• What you need to do:
Read through the material below and copy each line in which the word "closed" occurs.
[Entries shown]
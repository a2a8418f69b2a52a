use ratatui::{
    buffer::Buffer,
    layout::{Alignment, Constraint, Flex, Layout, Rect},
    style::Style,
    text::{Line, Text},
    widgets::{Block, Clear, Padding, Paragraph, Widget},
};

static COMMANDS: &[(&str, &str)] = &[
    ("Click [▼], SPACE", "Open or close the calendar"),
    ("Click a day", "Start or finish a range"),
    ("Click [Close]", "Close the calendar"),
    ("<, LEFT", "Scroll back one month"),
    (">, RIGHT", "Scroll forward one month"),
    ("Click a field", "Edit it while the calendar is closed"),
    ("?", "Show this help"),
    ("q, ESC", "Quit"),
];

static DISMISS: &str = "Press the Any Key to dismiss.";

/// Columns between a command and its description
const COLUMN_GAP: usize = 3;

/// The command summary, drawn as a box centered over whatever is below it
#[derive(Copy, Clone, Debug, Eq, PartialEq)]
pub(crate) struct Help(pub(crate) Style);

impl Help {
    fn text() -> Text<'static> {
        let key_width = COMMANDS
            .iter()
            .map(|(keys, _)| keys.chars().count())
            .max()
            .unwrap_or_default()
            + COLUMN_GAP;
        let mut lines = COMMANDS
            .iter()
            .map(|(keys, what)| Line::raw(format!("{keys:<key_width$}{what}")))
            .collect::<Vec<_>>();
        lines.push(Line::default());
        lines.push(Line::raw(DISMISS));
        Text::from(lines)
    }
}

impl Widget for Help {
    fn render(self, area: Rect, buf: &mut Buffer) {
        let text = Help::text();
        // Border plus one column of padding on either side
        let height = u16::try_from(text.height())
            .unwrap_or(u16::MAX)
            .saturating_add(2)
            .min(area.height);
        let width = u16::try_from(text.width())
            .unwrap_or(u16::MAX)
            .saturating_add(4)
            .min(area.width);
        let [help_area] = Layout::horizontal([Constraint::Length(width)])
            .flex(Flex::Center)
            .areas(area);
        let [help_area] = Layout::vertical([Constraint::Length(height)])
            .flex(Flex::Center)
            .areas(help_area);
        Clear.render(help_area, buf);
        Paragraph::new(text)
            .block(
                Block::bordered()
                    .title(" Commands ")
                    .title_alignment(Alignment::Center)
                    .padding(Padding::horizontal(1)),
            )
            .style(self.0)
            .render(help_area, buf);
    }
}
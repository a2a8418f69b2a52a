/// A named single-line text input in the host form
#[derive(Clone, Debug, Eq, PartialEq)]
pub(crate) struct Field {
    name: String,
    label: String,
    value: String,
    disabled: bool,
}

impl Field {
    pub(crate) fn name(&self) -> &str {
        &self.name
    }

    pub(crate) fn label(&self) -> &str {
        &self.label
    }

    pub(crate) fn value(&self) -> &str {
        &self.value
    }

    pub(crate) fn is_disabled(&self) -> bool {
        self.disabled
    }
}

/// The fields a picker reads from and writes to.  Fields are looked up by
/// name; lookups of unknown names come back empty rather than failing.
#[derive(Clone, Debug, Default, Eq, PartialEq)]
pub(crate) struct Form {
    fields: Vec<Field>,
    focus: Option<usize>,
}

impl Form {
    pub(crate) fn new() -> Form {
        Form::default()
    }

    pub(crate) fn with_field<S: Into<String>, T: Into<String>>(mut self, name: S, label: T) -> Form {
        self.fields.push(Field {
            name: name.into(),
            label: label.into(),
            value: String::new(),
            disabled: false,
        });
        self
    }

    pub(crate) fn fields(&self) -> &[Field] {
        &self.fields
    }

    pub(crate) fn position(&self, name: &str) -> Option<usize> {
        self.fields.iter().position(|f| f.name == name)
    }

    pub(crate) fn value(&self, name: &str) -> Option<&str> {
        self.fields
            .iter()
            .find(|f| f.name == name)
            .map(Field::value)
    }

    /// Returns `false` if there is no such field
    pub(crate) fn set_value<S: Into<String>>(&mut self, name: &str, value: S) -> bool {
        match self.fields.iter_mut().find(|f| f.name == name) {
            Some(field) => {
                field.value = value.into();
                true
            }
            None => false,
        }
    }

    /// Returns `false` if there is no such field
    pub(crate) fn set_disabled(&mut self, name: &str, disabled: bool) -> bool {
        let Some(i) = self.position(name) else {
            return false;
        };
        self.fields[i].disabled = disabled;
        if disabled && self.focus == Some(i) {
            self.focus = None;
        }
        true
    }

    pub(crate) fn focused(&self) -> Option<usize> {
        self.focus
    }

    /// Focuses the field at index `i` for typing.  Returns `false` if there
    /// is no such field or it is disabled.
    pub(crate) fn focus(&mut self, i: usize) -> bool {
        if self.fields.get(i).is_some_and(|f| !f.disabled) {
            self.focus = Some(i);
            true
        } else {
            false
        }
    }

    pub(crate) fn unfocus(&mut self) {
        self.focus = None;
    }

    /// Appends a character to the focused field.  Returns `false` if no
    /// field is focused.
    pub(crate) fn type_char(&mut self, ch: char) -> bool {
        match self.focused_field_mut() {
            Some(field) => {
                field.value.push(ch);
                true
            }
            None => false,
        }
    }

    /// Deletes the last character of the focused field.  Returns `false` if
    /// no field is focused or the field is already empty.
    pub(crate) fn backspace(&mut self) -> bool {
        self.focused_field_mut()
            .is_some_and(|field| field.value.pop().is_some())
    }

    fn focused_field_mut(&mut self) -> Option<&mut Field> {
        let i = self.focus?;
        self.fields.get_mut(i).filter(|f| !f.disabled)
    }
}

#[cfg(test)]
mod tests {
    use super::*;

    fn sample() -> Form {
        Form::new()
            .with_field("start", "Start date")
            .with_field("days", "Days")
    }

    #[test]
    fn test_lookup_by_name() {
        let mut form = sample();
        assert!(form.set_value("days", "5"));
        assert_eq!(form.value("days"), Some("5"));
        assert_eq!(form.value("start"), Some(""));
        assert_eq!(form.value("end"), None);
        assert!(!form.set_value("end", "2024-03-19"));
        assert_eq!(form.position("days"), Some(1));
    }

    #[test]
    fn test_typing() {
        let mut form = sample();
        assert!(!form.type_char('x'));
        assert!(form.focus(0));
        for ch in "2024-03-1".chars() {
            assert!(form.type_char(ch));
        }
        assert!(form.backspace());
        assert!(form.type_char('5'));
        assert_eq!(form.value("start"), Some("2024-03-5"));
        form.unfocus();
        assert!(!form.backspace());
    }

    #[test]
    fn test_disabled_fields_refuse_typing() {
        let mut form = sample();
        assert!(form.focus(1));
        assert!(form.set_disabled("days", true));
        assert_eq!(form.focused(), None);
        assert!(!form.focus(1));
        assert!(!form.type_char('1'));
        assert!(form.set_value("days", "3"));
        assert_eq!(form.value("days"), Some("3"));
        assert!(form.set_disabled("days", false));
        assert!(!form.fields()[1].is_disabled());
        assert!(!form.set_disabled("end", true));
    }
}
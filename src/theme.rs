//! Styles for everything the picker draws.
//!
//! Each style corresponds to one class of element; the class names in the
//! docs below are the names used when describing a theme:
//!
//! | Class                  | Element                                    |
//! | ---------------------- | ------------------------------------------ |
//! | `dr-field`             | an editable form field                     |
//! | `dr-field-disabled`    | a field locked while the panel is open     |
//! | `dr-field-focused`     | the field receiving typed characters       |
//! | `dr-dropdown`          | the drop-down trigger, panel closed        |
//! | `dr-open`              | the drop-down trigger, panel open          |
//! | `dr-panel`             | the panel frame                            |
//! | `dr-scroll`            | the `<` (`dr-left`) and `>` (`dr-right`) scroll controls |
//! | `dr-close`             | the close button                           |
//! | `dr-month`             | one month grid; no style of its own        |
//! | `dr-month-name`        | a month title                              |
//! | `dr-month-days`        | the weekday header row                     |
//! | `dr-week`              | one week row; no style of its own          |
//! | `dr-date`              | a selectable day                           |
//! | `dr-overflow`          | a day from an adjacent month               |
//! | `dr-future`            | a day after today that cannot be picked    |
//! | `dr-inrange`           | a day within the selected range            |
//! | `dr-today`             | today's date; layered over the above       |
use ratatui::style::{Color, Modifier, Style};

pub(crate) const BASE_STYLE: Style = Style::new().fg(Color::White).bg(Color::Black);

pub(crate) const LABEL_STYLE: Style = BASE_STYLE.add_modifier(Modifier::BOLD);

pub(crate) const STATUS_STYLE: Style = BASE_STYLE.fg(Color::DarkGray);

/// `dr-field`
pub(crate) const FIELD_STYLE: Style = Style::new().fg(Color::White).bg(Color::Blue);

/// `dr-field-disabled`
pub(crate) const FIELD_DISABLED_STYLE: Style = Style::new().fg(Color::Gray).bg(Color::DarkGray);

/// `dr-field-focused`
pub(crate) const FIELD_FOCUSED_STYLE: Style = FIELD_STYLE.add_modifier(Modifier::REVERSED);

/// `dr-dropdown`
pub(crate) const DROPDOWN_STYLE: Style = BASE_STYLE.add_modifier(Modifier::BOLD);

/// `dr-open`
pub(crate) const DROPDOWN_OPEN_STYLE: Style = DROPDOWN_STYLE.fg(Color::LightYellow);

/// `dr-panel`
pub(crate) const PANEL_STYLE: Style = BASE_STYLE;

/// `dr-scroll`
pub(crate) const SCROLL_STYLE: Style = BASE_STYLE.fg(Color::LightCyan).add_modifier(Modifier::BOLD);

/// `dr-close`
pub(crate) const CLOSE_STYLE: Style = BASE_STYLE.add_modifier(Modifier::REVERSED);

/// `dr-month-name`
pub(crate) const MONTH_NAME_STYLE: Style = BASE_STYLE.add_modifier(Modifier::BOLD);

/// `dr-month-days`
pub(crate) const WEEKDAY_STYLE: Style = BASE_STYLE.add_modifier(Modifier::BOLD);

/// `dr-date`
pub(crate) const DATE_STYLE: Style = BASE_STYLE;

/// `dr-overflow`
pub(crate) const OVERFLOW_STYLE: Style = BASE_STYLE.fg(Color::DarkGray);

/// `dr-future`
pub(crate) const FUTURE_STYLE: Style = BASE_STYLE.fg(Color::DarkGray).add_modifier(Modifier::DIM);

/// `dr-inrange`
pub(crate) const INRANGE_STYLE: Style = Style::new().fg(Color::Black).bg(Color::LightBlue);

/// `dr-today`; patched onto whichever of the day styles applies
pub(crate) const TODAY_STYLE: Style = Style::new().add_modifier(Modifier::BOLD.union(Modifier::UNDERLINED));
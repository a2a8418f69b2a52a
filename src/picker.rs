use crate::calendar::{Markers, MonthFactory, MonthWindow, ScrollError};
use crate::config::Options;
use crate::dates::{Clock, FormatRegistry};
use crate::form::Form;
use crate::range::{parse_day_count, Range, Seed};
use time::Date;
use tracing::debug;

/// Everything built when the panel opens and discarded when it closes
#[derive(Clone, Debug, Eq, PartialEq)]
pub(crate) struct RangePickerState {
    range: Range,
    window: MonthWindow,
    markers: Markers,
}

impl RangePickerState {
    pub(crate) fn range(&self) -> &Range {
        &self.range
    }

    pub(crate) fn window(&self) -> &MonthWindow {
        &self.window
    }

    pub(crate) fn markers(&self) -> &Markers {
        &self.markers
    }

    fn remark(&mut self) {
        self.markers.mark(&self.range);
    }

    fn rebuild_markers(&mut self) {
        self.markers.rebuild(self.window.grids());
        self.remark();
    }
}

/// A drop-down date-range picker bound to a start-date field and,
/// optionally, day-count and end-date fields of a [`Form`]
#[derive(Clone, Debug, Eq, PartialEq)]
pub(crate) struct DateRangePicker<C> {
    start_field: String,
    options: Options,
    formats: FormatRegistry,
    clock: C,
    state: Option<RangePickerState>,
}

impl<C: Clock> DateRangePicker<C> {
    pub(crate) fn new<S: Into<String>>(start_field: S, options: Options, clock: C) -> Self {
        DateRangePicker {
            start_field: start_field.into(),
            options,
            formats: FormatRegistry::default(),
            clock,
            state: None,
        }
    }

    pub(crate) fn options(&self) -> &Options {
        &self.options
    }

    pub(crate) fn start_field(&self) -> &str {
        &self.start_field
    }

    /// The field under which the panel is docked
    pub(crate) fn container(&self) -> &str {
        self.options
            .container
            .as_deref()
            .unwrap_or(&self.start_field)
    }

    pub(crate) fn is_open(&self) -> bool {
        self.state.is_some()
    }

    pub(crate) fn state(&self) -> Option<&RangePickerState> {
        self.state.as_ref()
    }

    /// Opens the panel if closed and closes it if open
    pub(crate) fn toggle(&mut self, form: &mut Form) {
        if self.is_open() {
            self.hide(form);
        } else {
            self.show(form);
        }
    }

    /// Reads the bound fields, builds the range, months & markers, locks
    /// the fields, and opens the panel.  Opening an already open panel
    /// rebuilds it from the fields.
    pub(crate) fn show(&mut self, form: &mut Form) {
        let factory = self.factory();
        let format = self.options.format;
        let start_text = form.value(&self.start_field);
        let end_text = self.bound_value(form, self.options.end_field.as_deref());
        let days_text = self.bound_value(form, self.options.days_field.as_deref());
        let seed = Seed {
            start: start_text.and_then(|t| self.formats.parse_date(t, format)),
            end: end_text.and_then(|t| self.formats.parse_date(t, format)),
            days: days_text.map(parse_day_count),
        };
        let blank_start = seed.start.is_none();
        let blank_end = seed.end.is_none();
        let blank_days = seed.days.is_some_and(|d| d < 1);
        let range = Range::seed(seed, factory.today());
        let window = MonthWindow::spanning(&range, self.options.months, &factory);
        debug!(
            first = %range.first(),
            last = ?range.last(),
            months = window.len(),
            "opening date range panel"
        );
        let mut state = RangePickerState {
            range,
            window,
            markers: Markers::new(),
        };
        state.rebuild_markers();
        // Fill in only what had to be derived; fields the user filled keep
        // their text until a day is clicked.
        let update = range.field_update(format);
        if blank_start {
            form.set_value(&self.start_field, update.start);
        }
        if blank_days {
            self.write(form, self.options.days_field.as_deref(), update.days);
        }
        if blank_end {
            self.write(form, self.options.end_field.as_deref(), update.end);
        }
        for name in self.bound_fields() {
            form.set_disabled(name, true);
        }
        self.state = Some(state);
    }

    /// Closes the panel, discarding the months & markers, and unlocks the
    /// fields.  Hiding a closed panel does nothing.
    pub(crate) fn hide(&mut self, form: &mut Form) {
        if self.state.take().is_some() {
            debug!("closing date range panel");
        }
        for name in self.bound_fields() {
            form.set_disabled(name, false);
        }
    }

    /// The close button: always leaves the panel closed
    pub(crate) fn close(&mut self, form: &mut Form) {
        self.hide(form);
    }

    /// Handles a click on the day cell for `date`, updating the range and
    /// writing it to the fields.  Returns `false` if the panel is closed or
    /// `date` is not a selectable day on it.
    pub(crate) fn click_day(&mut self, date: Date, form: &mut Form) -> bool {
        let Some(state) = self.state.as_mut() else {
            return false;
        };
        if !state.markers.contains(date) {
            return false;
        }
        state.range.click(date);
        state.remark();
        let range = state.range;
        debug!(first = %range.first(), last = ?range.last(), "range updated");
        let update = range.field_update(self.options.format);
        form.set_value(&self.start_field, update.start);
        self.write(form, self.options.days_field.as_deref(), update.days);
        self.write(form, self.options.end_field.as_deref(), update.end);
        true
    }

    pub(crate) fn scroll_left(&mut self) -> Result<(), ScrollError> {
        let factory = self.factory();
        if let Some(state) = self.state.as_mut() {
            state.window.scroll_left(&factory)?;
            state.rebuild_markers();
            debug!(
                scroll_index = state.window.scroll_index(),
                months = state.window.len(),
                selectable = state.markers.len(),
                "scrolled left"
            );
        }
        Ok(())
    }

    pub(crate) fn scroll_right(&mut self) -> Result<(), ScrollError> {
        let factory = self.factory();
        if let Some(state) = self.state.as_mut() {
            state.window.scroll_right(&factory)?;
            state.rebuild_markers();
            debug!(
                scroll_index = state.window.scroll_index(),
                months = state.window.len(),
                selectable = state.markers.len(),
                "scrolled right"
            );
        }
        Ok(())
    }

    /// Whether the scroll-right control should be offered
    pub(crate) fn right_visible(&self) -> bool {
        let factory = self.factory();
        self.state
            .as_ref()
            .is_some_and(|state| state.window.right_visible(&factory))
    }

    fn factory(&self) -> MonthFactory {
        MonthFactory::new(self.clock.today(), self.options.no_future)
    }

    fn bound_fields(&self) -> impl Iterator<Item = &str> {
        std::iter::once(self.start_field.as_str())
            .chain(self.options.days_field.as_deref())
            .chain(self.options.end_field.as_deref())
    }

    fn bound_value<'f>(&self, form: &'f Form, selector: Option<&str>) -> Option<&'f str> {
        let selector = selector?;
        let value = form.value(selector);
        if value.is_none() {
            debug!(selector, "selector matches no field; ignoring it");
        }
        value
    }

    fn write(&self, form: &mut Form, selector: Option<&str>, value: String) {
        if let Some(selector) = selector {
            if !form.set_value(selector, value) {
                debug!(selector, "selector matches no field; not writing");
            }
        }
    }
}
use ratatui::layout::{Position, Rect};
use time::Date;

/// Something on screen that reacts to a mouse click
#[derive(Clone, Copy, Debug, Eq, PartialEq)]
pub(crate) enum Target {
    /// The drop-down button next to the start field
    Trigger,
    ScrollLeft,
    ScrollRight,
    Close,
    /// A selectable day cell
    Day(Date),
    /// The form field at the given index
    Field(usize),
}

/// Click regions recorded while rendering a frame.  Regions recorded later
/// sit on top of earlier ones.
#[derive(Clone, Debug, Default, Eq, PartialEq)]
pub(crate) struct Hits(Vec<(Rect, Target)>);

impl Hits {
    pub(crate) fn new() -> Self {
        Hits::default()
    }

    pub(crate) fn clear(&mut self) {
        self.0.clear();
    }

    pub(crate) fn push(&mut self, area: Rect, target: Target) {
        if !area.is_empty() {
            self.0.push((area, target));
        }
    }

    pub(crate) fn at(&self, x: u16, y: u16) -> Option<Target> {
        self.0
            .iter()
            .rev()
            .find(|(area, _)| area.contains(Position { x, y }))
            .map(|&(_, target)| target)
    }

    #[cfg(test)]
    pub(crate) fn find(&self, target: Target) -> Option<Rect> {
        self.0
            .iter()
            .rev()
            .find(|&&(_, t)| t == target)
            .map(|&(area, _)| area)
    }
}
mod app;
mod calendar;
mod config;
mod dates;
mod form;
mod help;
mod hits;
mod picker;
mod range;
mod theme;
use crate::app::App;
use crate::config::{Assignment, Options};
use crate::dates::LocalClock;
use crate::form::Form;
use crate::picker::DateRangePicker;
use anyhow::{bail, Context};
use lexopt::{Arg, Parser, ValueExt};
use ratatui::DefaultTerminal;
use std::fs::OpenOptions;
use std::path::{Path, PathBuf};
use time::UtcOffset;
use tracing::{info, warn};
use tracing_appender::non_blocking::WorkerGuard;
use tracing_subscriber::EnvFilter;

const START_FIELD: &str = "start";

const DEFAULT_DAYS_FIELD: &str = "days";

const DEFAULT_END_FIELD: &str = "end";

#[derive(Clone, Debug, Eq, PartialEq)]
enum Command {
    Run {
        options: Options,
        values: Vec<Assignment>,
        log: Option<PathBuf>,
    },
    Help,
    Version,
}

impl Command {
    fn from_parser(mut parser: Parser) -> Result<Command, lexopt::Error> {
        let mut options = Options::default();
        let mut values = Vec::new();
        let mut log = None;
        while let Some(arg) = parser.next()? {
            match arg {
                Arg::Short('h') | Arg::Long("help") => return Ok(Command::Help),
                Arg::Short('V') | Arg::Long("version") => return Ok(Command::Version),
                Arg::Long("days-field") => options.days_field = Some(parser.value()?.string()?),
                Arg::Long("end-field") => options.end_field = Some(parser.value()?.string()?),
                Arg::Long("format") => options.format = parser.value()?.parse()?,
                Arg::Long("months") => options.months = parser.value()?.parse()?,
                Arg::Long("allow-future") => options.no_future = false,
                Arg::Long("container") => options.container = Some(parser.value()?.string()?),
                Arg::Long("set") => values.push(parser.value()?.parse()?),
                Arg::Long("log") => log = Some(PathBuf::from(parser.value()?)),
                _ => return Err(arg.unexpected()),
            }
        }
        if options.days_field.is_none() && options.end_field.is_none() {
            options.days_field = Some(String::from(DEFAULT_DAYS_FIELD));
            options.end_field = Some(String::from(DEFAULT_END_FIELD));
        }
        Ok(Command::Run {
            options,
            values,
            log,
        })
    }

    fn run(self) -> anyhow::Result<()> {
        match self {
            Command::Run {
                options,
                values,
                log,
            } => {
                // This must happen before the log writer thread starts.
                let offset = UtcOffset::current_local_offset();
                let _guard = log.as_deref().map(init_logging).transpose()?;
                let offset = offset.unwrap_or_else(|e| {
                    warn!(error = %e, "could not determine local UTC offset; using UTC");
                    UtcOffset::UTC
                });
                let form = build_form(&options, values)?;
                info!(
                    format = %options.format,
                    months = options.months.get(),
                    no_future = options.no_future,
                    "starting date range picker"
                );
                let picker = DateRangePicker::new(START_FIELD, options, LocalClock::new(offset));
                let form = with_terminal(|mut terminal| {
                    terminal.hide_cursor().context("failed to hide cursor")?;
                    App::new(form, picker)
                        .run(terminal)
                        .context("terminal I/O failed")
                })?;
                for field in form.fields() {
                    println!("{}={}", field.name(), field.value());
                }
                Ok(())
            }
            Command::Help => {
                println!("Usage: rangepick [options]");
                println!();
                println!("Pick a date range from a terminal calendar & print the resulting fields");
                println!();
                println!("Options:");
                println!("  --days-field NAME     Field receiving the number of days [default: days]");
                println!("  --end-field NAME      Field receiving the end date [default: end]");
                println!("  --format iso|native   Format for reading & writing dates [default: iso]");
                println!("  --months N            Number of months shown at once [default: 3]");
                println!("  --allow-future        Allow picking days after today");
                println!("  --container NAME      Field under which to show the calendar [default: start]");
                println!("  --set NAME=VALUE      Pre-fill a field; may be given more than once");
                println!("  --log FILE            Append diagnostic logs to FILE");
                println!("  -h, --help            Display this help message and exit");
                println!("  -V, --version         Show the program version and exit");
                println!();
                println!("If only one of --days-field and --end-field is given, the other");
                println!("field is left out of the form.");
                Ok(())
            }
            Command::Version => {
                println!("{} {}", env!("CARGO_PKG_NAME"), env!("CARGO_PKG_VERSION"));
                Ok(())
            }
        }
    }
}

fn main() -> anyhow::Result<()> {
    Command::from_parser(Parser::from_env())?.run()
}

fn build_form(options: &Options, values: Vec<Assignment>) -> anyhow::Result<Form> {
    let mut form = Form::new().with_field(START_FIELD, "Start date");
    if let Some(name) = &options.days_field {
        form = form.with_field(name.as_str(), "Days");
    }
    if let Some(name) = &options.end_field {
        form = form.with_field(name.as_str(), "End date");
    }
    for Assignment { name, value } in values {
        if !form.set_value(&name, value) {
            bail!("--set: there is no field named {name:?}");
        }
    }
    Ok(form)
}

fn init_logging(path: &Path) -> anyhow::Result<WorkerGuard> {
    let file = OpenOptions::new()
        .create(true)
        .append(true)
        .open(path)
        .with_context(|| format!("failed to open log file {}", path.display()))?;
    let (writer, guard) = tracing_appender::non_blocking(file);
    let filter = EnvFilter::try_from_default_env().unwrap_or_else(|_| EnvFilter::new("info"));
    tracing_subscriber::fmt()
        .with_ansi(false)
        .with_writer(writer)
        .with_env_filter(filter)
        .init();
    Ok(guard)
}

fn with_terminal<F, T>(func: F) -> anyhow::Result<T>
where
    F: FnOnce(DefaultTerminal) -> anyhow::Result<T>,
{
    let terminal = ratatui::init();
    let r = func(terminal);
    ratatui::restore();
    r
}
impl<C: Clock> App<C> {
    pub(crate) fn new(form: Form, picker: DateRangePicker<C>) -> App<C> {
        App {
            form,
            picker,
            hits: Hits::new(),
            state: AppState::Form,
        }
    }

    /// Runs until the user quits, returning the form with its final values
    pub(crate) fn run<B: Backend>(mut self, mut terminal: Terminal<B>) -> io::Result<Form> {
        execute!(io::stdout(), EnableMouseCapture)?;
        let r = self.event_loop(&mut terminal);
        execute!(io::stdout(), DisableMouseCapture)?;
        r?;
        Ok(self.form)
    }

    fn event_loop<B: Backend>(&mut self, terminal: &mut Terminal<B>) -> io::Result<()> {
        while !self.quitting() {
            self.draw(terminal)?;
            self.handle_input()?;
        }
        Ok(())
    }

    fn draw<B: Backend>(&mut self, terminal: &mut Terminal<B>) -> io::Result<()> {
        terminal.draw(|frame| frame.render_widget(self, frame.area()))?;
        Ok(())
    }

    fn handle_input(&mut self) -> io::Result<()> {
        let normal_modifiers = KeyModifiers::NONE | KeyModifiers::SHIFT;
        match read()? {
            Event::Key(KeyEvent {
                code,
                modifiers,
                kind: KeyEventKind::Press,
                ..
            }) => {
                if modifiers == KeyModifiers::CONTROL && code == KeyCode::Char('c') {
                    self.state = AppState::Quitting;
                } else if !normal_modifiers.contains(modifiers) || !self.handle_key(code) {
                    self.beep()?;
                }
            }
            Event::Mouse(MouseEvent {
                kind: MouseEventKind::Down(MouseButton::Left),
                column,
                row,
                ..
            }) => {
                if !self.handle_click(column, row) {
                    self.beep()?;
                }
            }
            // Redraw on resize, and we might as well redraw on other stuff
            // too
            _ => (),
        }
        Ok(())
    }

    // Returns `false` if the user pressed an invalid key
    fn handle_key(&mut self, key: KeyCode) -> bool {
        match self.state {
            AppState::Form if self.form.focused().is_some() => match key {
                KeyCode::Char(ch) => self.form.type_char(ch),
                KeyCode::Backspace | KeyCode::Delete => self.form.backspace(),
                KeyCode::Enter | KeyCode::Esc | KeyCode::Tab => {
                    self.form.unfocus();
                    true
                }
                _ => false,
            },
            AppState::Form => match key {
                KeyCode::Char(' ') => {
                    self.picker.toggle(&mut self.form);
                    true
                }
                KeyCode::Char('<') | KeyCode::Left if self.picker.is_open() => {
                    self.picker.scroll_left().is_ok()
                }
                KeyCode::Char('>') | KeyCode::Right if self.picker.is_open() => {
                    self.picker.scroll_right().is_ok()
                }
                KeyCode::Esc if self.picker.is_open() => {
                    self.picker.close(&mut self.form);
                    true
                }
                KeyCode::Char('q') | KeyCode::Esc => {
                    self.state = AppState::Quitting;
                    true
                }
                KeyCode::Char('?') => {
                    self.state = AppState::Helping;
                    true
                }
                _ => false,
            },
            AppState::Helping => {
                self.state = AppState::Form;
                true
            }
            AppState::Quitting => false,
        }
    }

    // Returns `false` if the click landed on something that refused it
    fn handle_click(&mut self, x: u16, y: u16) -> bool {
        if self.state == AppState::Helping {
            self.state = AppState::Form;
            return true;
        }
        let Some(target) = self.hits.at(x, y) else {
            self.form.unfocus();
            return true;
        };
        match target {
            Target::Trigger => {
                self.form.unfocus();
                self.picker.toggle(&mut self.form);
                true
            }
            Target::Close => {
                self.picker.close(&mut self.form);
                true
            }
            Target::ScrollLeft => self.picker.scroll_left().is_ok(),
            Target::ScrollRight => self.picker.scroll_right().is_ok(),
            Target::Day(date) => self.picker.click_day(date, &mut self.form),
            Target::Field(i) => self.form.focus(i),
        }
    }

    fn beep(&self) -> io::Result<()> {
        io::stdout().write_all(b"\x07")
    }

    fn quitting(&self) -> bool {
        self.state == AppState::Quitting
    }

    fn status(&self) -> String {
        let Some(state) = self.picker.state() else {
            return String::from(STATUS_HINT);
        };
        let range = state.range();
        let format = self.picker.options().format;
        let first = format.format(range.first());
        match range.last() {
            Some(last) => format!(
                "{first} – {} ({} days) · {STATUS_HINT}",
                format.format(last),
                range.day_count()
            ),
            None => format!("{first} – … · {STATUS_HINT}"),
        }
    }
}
[/Entries shown]
• Solution for this exercise:
    ("Click a field", "Edit it while the calendar is closed"),
//! | `dr-dropdown`          | the drop-down trigger, panel closed        |
    /// Opens the panel if closed and closes it if open
    /// fields.  Hiding a closed panel does nothing.
    /// The close button: always leaves the panel closed
    /// writing it to the fields.  Returns `false` if the panel is closed or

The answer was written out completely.